We may say it was the correct decision because the stew agreed with my body. What if it had not? I wrote in my previous contribution that, despite discomfort or disappointment, an underlying feeling of peace, balance and security, remains when we know we make the best decision knowing what we know. That was the case for me despite the discomfort caused by disappointing my sister. I actually saved myself a few additional layers of unease. What about my sister?

Let me explain, this is all extremely relevant in decisions that I will have to make very soon in what will be my next step of this experience of cancer, decisions regarding doing now preventive chemotherapy or not. The doctors' opinions, based on data that we know and on their best intentions, is that I do chemotherapy. My opinion is a little bit more complex...

To start with, I am an exceptional case, having survived a Central Nervous System lymphatic cancer twice, and high-dose chemotherapy twice. We will never know this for sure but my doctors acknowledged that this third episode of cancer could have very well resulted from previous chemotherapies. Furthermore, cancer studies are based on survival and remission rates in the mid-term (3 to 5 years) but they generally ignore long-term outcomes as much as other aspects of quality of life. My doctors also acknowledged that after having removed tumor and rectum, because I preferred not to do chemotherapy before surgery, we cannot be sure about how effective that chemotherapy is now preventing a relapse.

My wisdom and discernment include experiences with other doctors in the past that I also consider. Those other doctors insisted in 2016 on doing radiotherapy which I did not see as "ideal". After 14 months of chemotherapy at the hospital, a little white spot continued to appear in my brain MRIs. According to their professional opinion, that could not be simply scar tissue. There had not been surgery... but I wondered, couldn't that be caused by a small hemorrhage? Again, I felt a powerful intuition that suggested that possible benefits of radiotherapy at this point did not outweigh the known risks. The conversation was not pleasant for any of the parties but I made the decision that brought more peace, balance and security, regardless of the outcomes. I did not do radiotherapy and stopped the chemotherapy. That white spot, whatever it is, continue to show up in my brain MRIs, without bothering me at all for the time being.

Coming to the end, I wish to thank the good intentions and wisdom of all physicians who had me and have me now under their care, who no doubt do the best they can, having saved my life three times. In particular, I want to express my admiration for this new team of professionals who are treating me at the M. de Valdecilla hospital in Santander, Spain, and among them, the surgeon. Dr. Carmen Cagigas, and the oncologist, Dr. Eva Martínez de Castro. I recently spoke about a nurse as well, Noemi.

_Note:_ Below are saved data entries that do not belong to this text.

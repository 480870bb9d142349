use actix_web::{web, HttpMessage, HttpRequest, HttpResponse, Responder};
use futures_util::StreamExt;
use log::{error, info};
use mongodb::bson::doc;
use serde::Deserialize;

use crate::app_state::AppState;
use crate::models::user::{Role, User};
use crate::notify::{send_email, Email};

#[derive(Debug, Deserialize)]
pub struct RejectMentorRequest {
    pub reason: Option<String>,
}

async fn require_admin(req: &HttpRequest, data: &AppState) -> Result<User, HttpResponse> {
    let current_user = match req.extensions().get::<String>() {
        Some(uid) => uid.clone(),
        None => {
            return Err(HttpResponse::Unauthorized()
                .json(serde_json::json!({ "success": false, "message": "Unauthorized" })));
        }
    };
    let users = data.mongodb.db.collection::<User>("users");
    match users.find_one(doc! { "user_id": &current_user }).await {
        Ok(Some(user)) if user.role == Role::Admin => Ok(user),
        Ok(_) => Err(HttpResponse::Forbidden()
            .json(serde_json::json!({ "success": false, "message": "Admin access required" }))),
        Err(e) => {
            error!("Error checking admin role: {}", e);
            Err(HttpResponse::InternalServerError()
                .json(serde_json::json!({ "success": false, "message": "Error checking access" })))
        }
    }
}

/// GET /admin/mentors/pending
pub async fn get_pending_mentors(req: HttpRequest, data: web::Data<AppState>) -> impl Responder {
    if let Err(resp) = require_admin(&req, data.get_ref()).await {
        return resp;
    }

    let users = data.mongodb.db.collection::<User>("users");
    let filter = doc! { "role": "mentor", "is_approved": false, "is_active": true };
    let mut cursor = match users.find(filter).await {
        Ok(c) => c,
        Err(e) => {
            error!("Error fetching pending mentors: {}", e);
            return HttpResponse::InternalServerError()
                .json(serde_json::json!({ "success": false, "message": "Error fetching mentors" }));
        }
    };

    let mut mentors = Vec::new();
    while let Some(res) = cursor.next().await {
        match res {
            Ok(user) => mentors.push(user.sanitized()),
            Err(e) => {
                error!("Cursor error while fetching pending mentors: {}", e);
                return HttpResponse::InternalServerError().json(
                    serde_json::json!({ "success": false, "message": "Error reading mentors" }),
                );
            }
        }
    }

    HttpResponse::Ok().json(serde_json::json!({ "success": true, "mentors": mentors }))
}

/// POST /admin/mentors/{id}/approve
pub async fn approve_mentor(
    req: HttpRequest,
    data: web::Data<AppState>,
    path: web::Path<String>,
) -> impl Responder {
    if let Err(resp) = require_admin(&req, data.get_ref()).await {
        return resp;
    }
    let mentor_id = path.into_inner();

    let users = data.mongodb.db.collection::<User>("users");
    let mentor = match users.find_one(doc! { "user_id": &mentor_id }).await {
        Ok(Some(u)) if u.role == Role::Mentor => u,
        Ok(_) => {
            return HttpResponse::NotFound()
                .json(serde_json::json!({ "success": false, "message": "Mentor not found" }));
        }
        Err(e) => {
            error!("Error fetching mentor {}: {}", mentor_id, e);
            return HttpResponse::InternalServerError()
                .json(serde_json::json!({ "success": false, "message": "Error approving mentor" }));
        }
    };

    if let Err(e) = users
        .update_one(
            doc! { "user_id": &mentor_id },
            doc! { "$set": { "is_approved": true } },
        )
        .await
    {
        error!("Error approving mentor {}: {}", mentor_id, e);
        return HttpResponse::InternalServerError()
            .json(serde_json::json!({ "success": false, "message": "Error approving mentor" }));
    }
    info!("Mentor {} approved", mentor_id);

    send_email(
        &data.config.email_from,
        &Email {
            to: mentor.email,
            subject: "You're Now a Verified Mentor!".to_string(),
            body: format!(
                "Congratulations, {}! Your mentor profile is approved.",
                mentor.profile.full_name
            ),
        },
    );

    HttpResponse::Ok().json(serde_json::json!({ "success": true, "message": "Mentor approved" }))
}

/// POST /admin/mentors/{id}/reject
///
/// Rejection deactivates the account; the mentor stays visible only in the
/// database, never in search or booking.
pub async fn reject_mentor(
    req: HttpRequest,
    data: web::Data<AppState>,
    path: web::Path<String>,
    payload: web::Json<RejectMentorRequest>,
) -> impl Responder {
    if let Err(resp) = require_admin(&req, data.get_ref()).await {
        return resp;
    }
    let mentor_id = path.into_inner();

    let users = data.mongodb.db.collection::<User>("users");
    let mentor = match users.find_one(doc! { "user_id": &mentor_id }).await {
        Ok(Some(u)) if u.role == Role::Mentor => u,
        Ok(_) => {
            return HttpResponse::NotFound()
                .json(serde_json::json!({ "success": false, "message": "Mentor not found" }));
        }
        Err(e) => {
            error!("Error fetching mentor {}: {}", mentor_id, e);
            return HttpResponse::InternalServerError()
                .json(serde_json::json!({ "success": false, "message": "Error rejecting mentor" }));
        }
    };

    if let Err(e) = users
        .update_one(
            doc! { "user_id": &mentor_id },
            doc! { "$set": { "is_active": false } },
        )
        .await
    {
        error!("Error rejecting mentor {}: {}", mentor_id, e);
        return HttpResponse::InternalServerError()
            .json(serde_json::json!({ "success": false, "message": "Error rejecting mentor" }));
    }
    info!("Mentor {} rejected", mentor_id);

    let reason = payload
        .reason
        .clone()
        .unwrap_or_else(|| "Your application did not meet our requirements.".to_string());
    send_email(
        &data.config.email_from,
        &Email {
            to: mentor.email,
            subject: "Mentor Application Update".to_string(),
            body: format!(
                "Hi {}, your mentor application was not approved. {}",
                mentor.profile.full_name, reason
            ),
        },
    );

    HttpResponse::Ok().json(serde_json::json!({ "success": true, "message": "Mentor rejected" }))
}

/// GET /admin/analytics
pub async fn get_analytics(req: HttpRequest, data: web::Data<AppState>) -> impl Responder {
    if let Err(resp) = require_admin(&req, data.get_ref()).await {
        return resp;
    }

    let users = data.mongodb.db.collection::<User>("users");
    let sessions = data
        .mongodb
        .db
        .collection::<mongodb::bson::Document>("sessions");

    let counts = async {
        Ok::<_, mongodb::error::Error>((
            users.count_documents(doc! {}).await?,
            users
                .count_documents(doc! { "role": "mentor", "is_approved": true })
                .await?,
            users.count_documents(doc! { "role": "mentee" }).await?,
            users
                .count_documents(doc! { "role": "mentor", "is_approved": false, "is_active": true })
                .await?,
            sessions.count_documents(doc! {}).await?,
            sessions.count_documents(doc! { "status": "completed" }).await?,
        ))
    };

    match counts.await {
        Ok((total_users, total_mentors, total_mentees, pending_mentors, total_sessions, completed_sessions)) => {
            HttpResponse::Ok().json(serde_json::json!({
                "success": true,
                "total_users": total_users,
                "total_mentors": total_mentors,
                "total_mentees": total_mentees,
                "pending_mentors": pending_mentors,
                "total_sessions": total_sessions,
                "completed_sessions": completed_sessions,
            }))
        }
        Err(e) => {
            error!("Error computing analytics: {}", e);
            HttpResponse::InternalServerError()
                .json(serde_json::json!({ "success": false, "message": "Error computing analytics" }))
        }
    }
}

It is not easy to be a good professional. It is even harder to be a good human being. These professionals and I have been able to have the most pleasant conversation about the most important things. They have offered me their best opinion, acknowledging what they know and what they don't, and they have offered me something that is fundamental: the space to make the decision that will bring me the most peace...

In this wonderful space, although it would be important not to make a mistake, it is also very important to feel my truth and know that, whatever I decide, I'm not going to be distracted by trying to be (or not to be) a good boy. I owe that to them and to me, to all of us. I wonder if this will maximize the possibility of making the right choice. What matters most to me is facing whatever I have to face with peace.